Говоря это, Собакевич обращается к портрету Багратиона, словно спрашивая у него совета; а немного погодя, когда после упорной торговли оба уже готовы заключить сделку и в комнате наступило торжественное молчание, «Багратион с орлиным носом глядел со стены чрезвычайно внимательно на эту покупку»
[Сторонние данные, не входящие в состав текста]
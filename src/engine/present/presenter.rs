use std::sync::Arc;

use dpi::PhysicalSize;
use tracing::{trace, warn};

use super::{ConsumerGl, ConsumerSlot, CopyMode, STEREO_INDICATOR_SIZE, draw_buffer_for};
use crate::engine::display::DisplaySurface;
use crate::engine::frame::{Channel, SharedSurfaceSet};
use crate::engine::interop::{InteropDevice, ObjectKind};
use crate::engine::stats::FrameStats;
use crate::engine::sync::FrameDoneSignal;

/// ### English
/// What happened to one slot during a display pass.
///
/// ### 中文
/// 一次显示轮次中某个槽位的处理结果。
#[derive(Clone, Copy, Debug, PartialEq, Eq)]
pub enum SlotOutcome {
    /// ### English
    /// Locked, copied to the output, unlocked.
    ///
    /// ### 中文
    /// 已加锁、复制到输出并解锁。
    Displayed,
    /// ### English
    /// The interop lock was refused; the slot was skipped.
    ///
    /// ### 中文
    /// interop 加锁被拒绝；该槽位被跳过。
    LockFailed,
    /// ### English
    /// The slot has no interop registration; the slot was skipped.
    ///
    /// ### 中文
    /// 该槽位没有 interop 注册；已跳过。
    Unregistered,
}

/// ### English
/// Slots visited by one display pass, in order.
///
/// ### 中文
/// 一次显示轮次按顺序访问过的槽位。
#[derive(Clone, Debug, Default, PartialEq, Eq)]
pub struct PaintReport {
    pub slots: Vec<(usize, Channel, SlotOutcome)>,
}

impl PaintReport {
    #[inline]
    pub fn is_empty(&self) -> bool {
        self.slots.is_empty()
    }

    /// ### English
    /// Number of slots actually copied to the output.
    ///
    /// ### 中文
    /// 实际复制到输出的槽位数量。
    pub fn displayed(&self) -> usize {
        self.slots
            .iter()
            .filter(|(_, _, outcome)| *outcome == SlotOutcome::Displayed)
            .count()
    }
}

/// ### English
/// Display-thread side of the hand-off. Owns the read cursor.
///
/// ### 中文
/// 交接中的显示线程一侧；持有读游标。
pub struct Presenter {
    ring: Arc<SharedSurfaceSet>,
    stats: Arc<FrameStats>,
    /// ### English
    /// Next slot to display (`0..ring.len()`).
    ///
    /// ### 中文
    /// 下一个要显示的槽位（`0..ring.len()`）。
    read_index: usize,
    /// ### English
    /// Output size in pixels; also the size of every shared surface.
    ///
    /// ### 中文
    /// 输出尺寸（像素）；也是每个共享表面的尺寸。
    size: PhysicalSize<u32>,
    copy_mode: CopyMode,
    stereo_indicator: bool,
}

impl Presenter {
    pub fn new(
        ring: Arc<SharedSurfaceSet>,
        stats: Arc<FrameStats>,
        size: PhysicalSize<u32>,
        copy_mode: CopyMode,
        stereo_indicator: bool,
    ) -> Self {
        Self {
            ring,
            stats,
            read_index: 0,
            size,
            copy_mode,
            stereo_indicator,
        }
    }

    #[inline]
    pub fn read_index(&self) -> usize {
        self.read_index
    }

    #[inline]
    pub fn size(&self) -> PhysicalSize<u32> {
        self.size
    }

    #[inline]
    pub fn set_size(&mut self, size: PhysicalSize<u32>) {
        self.size = size;
    }

    #[inline]
    pub fn copy_mode(&self) -> CopyMode {
        self.copy_mode
    }

    /// ### English
    /// Runs one full display pass: copies the handed-off slots, then flips the output and
    /// signals the producer.
    ///
    /// A pass that finds no handed-off slot under the read cursor does nothing: no flip, no
    /// signal. Repaints requested by the window system therefore never consume a slot the
    /// producer is still drawing into.
    ///
    /// ### 中文
    /// 执行一次完整的显示轮次：复制已交出的槽位，然后翻转输出并通知生产者。
    ///
    /// 若读游标处没有已交出的槽位，本轮什么都不做：不翻转、不发信号。
    /// 因此窗口系统请求的重绘永远不会消费生产者仍在绘制的槽位。
    pub fn paint<G, I, S>(
        &mut self,
        gl: &G,
        interop: &I,
        surface: &S,
        slots: &[ConsumerSlot],
        signal: &FrameDoneSignal,
    ) -> PaintReport
    where
        G: ConsumerGl + ?Sized,
        I: InteropDevice + ?Sized,
        S: DisplaySurface + ?Sized,
    {
        let report = self.present_pass(gl, interop, slots);
        if !report.is_empty() {
            self.finish_pass(gl, surface, signal, &report);
        }
        report
    }

    /// ### English
    /// Copies up to two consecutive slots: one mono slot, or a left slot followed by its right
    /// slot. A slot that cannot be locked is skipped but still consumed.
    ///
    /// A left slot is only taken together with its right slot; until the right eye is handed off
    /// the pair stays untouched.
    ///
    /// ### 中文
    /// 最多复制两个连续槽位：一个单目槽位，或一个左眼槽位及其后的右眼槽位。
    /// 无法加锁的槽位会被跳过，但仍视为已消费。
    ///
    /// 左眼槽位只会与其右眼槽位一起取走；右眼交出之前，这一对槽位保持不动。
    pub fn present_pass<G, I>(&mut self, gl: &G, interop: &I, slots: &[ConsumerSlot]) -> PaintReport
    where
        G: ConsumerGl + ?Sized,
        I: InteropDevice + ?Sized,
    {
        let mut report = PaintReport::default();
        if !self.ring.is_ready(self.read_index) {
            trace!(slot = self.read_index, "no handed-off frame to display");
            return report;
        }
        if self.ring.channel(self.read_index) == Channel::Left {
            let right = (self.read_index + 1) % self.ring.len();
            if !self.ring.is_ready(right) {
                trace!(slot = self.read_index, "left eye handed off, right eye still in flight");
                return report;
            }
        }

        gl.bind_default_framebuffer();

        for _eye in 0..2 {
            let slot = self.read_index;
            if !self.ring.is_ready(slot) {
                break;
            }

            let channel = self.ring.channel(slot);
            trace!(slot, ?channel, "display slot");
            gl.select_draw_buffer(draw_buffer_for(channel));

            let outcome = self.copy_slot(gl, interop, slot, slots.get(slot));

            self.ring.consume(slot);
            self.read_index = (slot + 1) % self.ring.len();
            report.slots.push((slot, channel, outcome));

            if channel != Channel::Left {
                break;
            }
        }
        report
    }

    /// ### English
    /// Indicator, flip, signal, and (in stereo mode) frame-rate bookkeeping.
    ///
    /// ### 中文
    /// 指示块、翻转、发信号，以及（立体模式下）帧率统计。
    pub fn finish_pass<G, S>(&self, gl: &G, surface: &S, signal: &FrameDoneSignal, report: &PaintReport)
    where
        G: ConsumerGl + ?Sized,
        S: DisplaySurface + ?Sized,
    {
        if self.stereo_indicator {
            gl.fill_corner(glow::BACK_LEFT, STEREO_INDICATOR_SIZE, [0.0, 0.0, 1.0]);
            gl.fill_corner(glow::BACK_RIGHT, STEREO_INDICATOR_SIZE, [1.0, 0.0, 0.0]);
        }

        surface.swap_buffers();
        signal.signal_displayed();
        trace!("display swap");

        if self.ring.stereo_enabled() && report.displayed() > 0 {
            self.stats.record_consumer_frame();
        }
    }

    fn copy_slot<G, I>(
        &mut self,
        gl: &G,
        interop: &I,
        slot: usize,
        consumer: Option<&ConsumerSlot>,
    ) -> SlotOutcome
    where
        G: ConsumerGl + ?Sized,
        I: InteropDevice + ?Sized,
    {
        let Some((consumer, object)) = consumer.and_then(|c| c.interop.map(|object| (c, object)))
        else {
            warn!(slot, "unable to lock slot on paint: not registered");
            self.stats.record_lock_failure();
            return SlotOutcome::Unregistered;
        };

        if !interop.lock(object) {
            warn!(slot, "unable to lock slot on paint");
            self.stats.record_lock_failure();
            return SlotOutcome::LockFailed;
        }
        self.ring.begin_read(slot);

        match self.mode_for(consumer) {
            CopyMode::Blit => gl.blit_flipped(consumer.framebuffer, self.size),
            CopyMode::TexturedQuad => {
                if let Err(err) = gl.draw_textured_quad(consumer.object) {
                    warn!(%err, "textured quad unavailable, presenting with blit");
                    self.copy_mode = CopyMode::Blit;
                    gl.blit_flipped(consumer.framebuffer, self.size);
                }
            }
        }

        self.ring.end_read(slot);
        if !interop.unlock(object) {
            warn!(slot, "unable to unlock slot after paint");
        }
        SlotOutcome::Displayed
    }

    /// ### English
    /// Multisampled textures cannot be sampled by the quad shader, so they are blitted.
    ///
    /// ### 中文
    /// 多重采样纹理无法被四边形着色器采样，因此改用 blit。
    fn mode_for(&self, consumer: &ConsumerSlot) -> CopyMode {
        match self.copy_mode {
            CopyMode::TexturedQuad
                if consumer.kind == ObjectKind::Texture && consumer.target == glow::TEXTURE_2D =>
            {
                CopyMode::TexturedQuad
            }
            _ => CopyMode::Blit,
        }
    }
}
. В эту минуту мы глубже всего заглядываем в душу присутствующего тут Собакевича, однако удивительный отголосок лирического начала в этой грубой натуре можно услышать и потом, когда Чичиков разглядывает список мертвых душ, проданных ему дородным помещиком:«Когда взглянул он потом на эти листики, на мужиков, которые, точно, были когда-то мужиками, работали, пахали, пьянствовали, извозничали, обманывали бар, а может быть, и просто были хорошими мужиками, то какое-то странное, непонятное ему самому чувство овладело им. Каждая из записочек как будто имела какой-то особенный характер, и чрез то как будто бы самые мужики получали свой собственный характер. Мужики, принадлежавшие Коробочке, все почти были с придатками и прозвищами. Записка Плюшкина отличалась краткостию в слоге: часто были выставлены только начальные слова имен и отчеств, и потом две точки. Реестр Собакевича поражал необыкновенною полнотою и обстоятельностью…»
«Батюшки мои
(сказал себе Чичиков с внезапным приливом чувствительности, присущей сентиментальным негодяям), сколько вас здесь напичкано! что вы, сердечные мои, поделывали на веку своем? как перебивались?.. (Он воображает себе их жизнь, и один за другим мертвые мужики обретают существование и, утверждая себя, отодвигают пухлого Чичикова в сторону.) А! вот он, Степан Пробка, вот тот богатырь, что в гвардию годился бы! Чай, все губернии исходил с топором за поясом и сапогами на плечах, съедал на грош хлеба да на два сушеной рыбы, а в мошне, чай, притаскивал всякий раз домой (хозяину!) целковиков по сту, а может, и государственную зашивал в холстяные штаны или затыкал в сапог, — где тебя прибрало? Взмостился ли ты для большего прибытку под церковный купол, а может быть, и на крест потащился и, поскользнувшись, оттуда, с перекладины, шлепнулся оземь, и только какой-нибудь стоявший возле тебя дядя Михей, почесав рукою в затылке, примолвил: «Эх, Ваня, угораздило тебя!» — а сам, подвязавшись веревкой, полез на твое место… Григорий Доезжай-не-доедешь! Ты что был за человек? Извозом ли промышлял и, заведши тройку и рогожную кибитку, отрекся навеки от дому, от родной берлоги, и пошел тащиться с купцами на ярмарку. На дороге ли ты отдал душу Богу, или уходили тебя твои же приятели за какую-нибудь толстую и краснощекую солдатку, или пригляделись лесному бродяге ременные твои рукавицы и тройка приземистых, но крепких коньков, или, может, и сам, лежа на полатях, думал, думал, да ни с того ни с другого заворотил в кабак, а потом прямо в прорубь, и поминай как звали».